Structural Modeling to Optimise Basin Analysis
Armelle Kloppenburg, Alan Gibbs, and Serena Jones
Midland Valley Exploration, 144 West George Street, G2 2HG, Glasgow, UK
The process of developing a geometrically valid description of structures such as stratigraphic beds, folds, faults and fractures and understanding the development of these structures in 3D space and through time is one key component of structural modeling today. This process may be used to sequentially restore or forward model deformation due to folding, and/or faulting. At present, this type of structural modeling is done digitally either in 2D or 3D space using a series of restoration algorithms to mimic rock deformation processes in compressional, extensional, strike-slip and salt tectonic settings. The modeling is applicable from regional to reservoir scale.Structural analysis and validation should be done at early stages of any project to promote geological understanding, minimize risk and optimize results. Key benefits of structural modeling for basin modeling include:1Validation of your (seismic) interpretation to minimize risk
If a seismic interpretation of horizons and key structures such as folds, faults and fractures is invalid all further analysis will be incorrect. Use structural modeling to test your concept model as well as your 1st order fault linkages and fault and horizon geometries and cut-offs.

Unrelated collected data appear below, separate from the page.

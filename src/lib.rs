pub mod config;
pub mod error;
pub mod evolution;
pub mod organism;
pub mod population;
pub mod target;

pub use config::EvolutionParams;
pub use error::{WfResult, WordForgeError};
pub use evolution::{Evolution, EvolutionResult, Outcome, Phase, Progress, ProgressObserver};
pub use organism::Organism;
pub use population::Population;
pub use target::Target;
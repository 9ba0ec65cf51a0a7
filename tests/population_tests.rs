use fastrand::Rng;
use wordforge::{EvolutionParams, Population, Target, WordForgeError};

fn params(population_size: usize, mutation_probability: f64) -> EvolutionParams {
    EvolutionParams {
        population_size,
        mutation_probability,
        ..Default::default()
    }
}

#[test]
fn test_new_population_has_requested_size() {
    let t = Target::parse("POPULATION").unwrap();
    let pop = Population::new(t, &params(32, 0.1), Rng::with_seed(1)).unwrap();
    assert_eq!(pop.len(), 32);
    assert!(pop.organisms().iter().all(|o| o.genome().len() == 10));
}

#[test]
fn test_size_is_invariant_across_epochs() {
    let t = Target::parse("INVARIANT").unwrap();
    let mut pop = Population::new(t, &params(16, 0.3), Rng::with_seed(2)).unwrap();
    for _ in 0..200 {
        pop.epoch();
        assert_eq!(pop.len(), 16);
    }
}

#[test]
fn test_fitness_sum_is_never_stale() {
    let t = Target::parse("SUMMATION").unwrap();
    let mut pop = Population::new(t, &params(20, 0.5), Rng::with_seed(3)).unwrap();
    for _ in 0..50 {
        let expected: usize = pop.organisms().iter().map(|o| o.fitness()).sum();
        assert_eq!(pop.fitness_sum(), expected);
        pop.epoch();
    }
    pop.compute_sum();
    let expected: usize = pop.organisms().iter().map(|o| o.fitness()).sum();
    assert_eq!(pop.fitness_sum(), expected);
}

#[test]
fn test_rejects_bad_parameters() {
    let t = Target::parse("ABC").unwrap();
    for bad in [params(0, 0.1), params(7, 0.1), params(8, 1.5), params(8, -0.1)] {
        let res = Population::new(t.clone(), &bad, Rng::with_seed(4));
        assert!(matches!(res, Err(WordForgeError::Config(_))), "{:?}", bad);
    }
}

#[test]
fn test_from_genomes_checks_count_and_length() {
    let t = Target::parse("AB").unwrap();
    let p = params(2, 0.0);

    assert!(Population::from_genomes(&["AB"], t.clone(), &p, Rng::with_seed(0)).is_err());
    assert!(Population::from_genomes(&["AB", "ABC"], t.clone(), &p, Rng::with_seed(0)).is_err());
    assert!(matches!(
        Population::from_genomes(&["a\0", "!?"], t.clone(), &p, Rng::with_seed(0)),
        Err(WordForgeError::InvalidWord(_))
    ));

    let pop = Population::from_genomes(&["AB", "AZ"], t, &p, Rng::with_seed(0)).unwrap();
    assert_eq!(pop.fitness_sum(), 3);
    assert_eq!(pop.best().genome_str(), "AB");
}

#[test]
fn test_zero_fitness_population_selects_every_index() {
    let t = Target::parse("Z").unwrap();
    let genomes = ["A"; 8];
    let mut pop = Population::from_genomes(&genomes, t, &params(8, 0.0), Rng::with_seed(5)).unwrap();
    assert_eq!(pop.fitness_sum(), 0);

    let mut counts = [0u32; 8];
    for _ in 0..20_000 {
        let idx = pop.select();
        assert!(idx < 8);
        counts[idx] += 1;
    }
    // Every index owns one slot of the wheel (index 0 also owns the zero toss).
    for &c in &counts {
        assert!(c > 1_500, "selection too skewed: {:?}", counts);
    }
}

#[test]
fn test_selection_favours_fitter_organisms() {
    let t = Target::parse("AAAA").unwrap();
    let genomes = ["ZZZZ", "AAAA", "ZZZZ", "ZZZZ"];
    let mut pop = Population::from_genomes(&genomes, t, &params(4, 0.0), Rng::with_seed(6)).unwrap();

    let mut counts = [0u32; 4];
    for _ in 0..10_000 {
        let (a, b) = pop.select_parents();
        counts[a] += 1;
        counts[b] += 1;
    }
    assert!(counts[1] > counts[0]);
    assert!(counts[1] > counts[2]);
    assert!(counts[1] > counts[3]);
}

#[test]
fn test_no_mutation_keeps_genes_from_previous_generation() {
    let t = Target::parse("ABC").unwrap();
    let genomes = ["ABZ", "ZBC", "ABZ", "ZBC"];
    let mut pop = Population::from_genomes(&genomes, t, &params(4, 0.0), Rng::with_seed(7)).unwrap();

    for _ in 0..25 {
        pop.epoch();
        for o in pop.organisms() {
            let g = o.genome();
            assert!(g[0] == b'A' || g[0] == b'Z');
            assert_eq!(g[1], b'B');
            assert!(g[2] == b'C' || g[2] == b'Z');
        }
    }
}

#[test]
fn test_full_mutation_touches_population() {
    let t = Target::parse("QQQQQQQQ").unwrap();
    let genomes = ["AAAAAAAA"; 10];
    let mut pop = Population::from_genomes(&genomes, t, &params(10, 1.0), Rng::with_seed(8)).unwrap();
    pop.epoch();
    // Each organism got exactly one point mutation; the odds that every one
    // of them redrew 'A' are negligible.
    assert!(pop.organisms().iter().any(|o| o.genome_str() != "AAAAAAAA"));
    for o in pop.organisms() {
        let diffs = o.genome().iter().filter(|&&g| g != b'A').count();
        assert!(diffs <= 1);
    }
}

2Inclusion of the 4th dimension: Time
Understanding of the present and past geometry of horizons and key structures as well as the timing of deformation minimizes structural geometric risk. It aids in the identification of key controlling parameters such as geometrically focused flows, fault seal variation ‘Fault thieving’, reservoir compartmentalization by fault and/or fracture development, and kitchen extent. Perform sequential restorations either in 2D or 3D depending on the style of deformation.
3Integration of the basin model with other aspects of the hydrocarbon system
Structurally valid paleo-surfaces and paleo-volumes allow sediment pathway analysis. This approach when integrated with depositional environment models provides additional value to trap, charge and focussed flow modeling in the context of the structural geometric risk.
4Optimization of the design for your basin modeling study
Knowledge and analysis of present and past geometries, structural style and development, orientations, amplitudes and wavelengths of the main structures, structural trend, and tectonic transport direction allows you to optimize the location selection of a 1D study, the orientation of a 2D study, helps to identify the key parameters for risking.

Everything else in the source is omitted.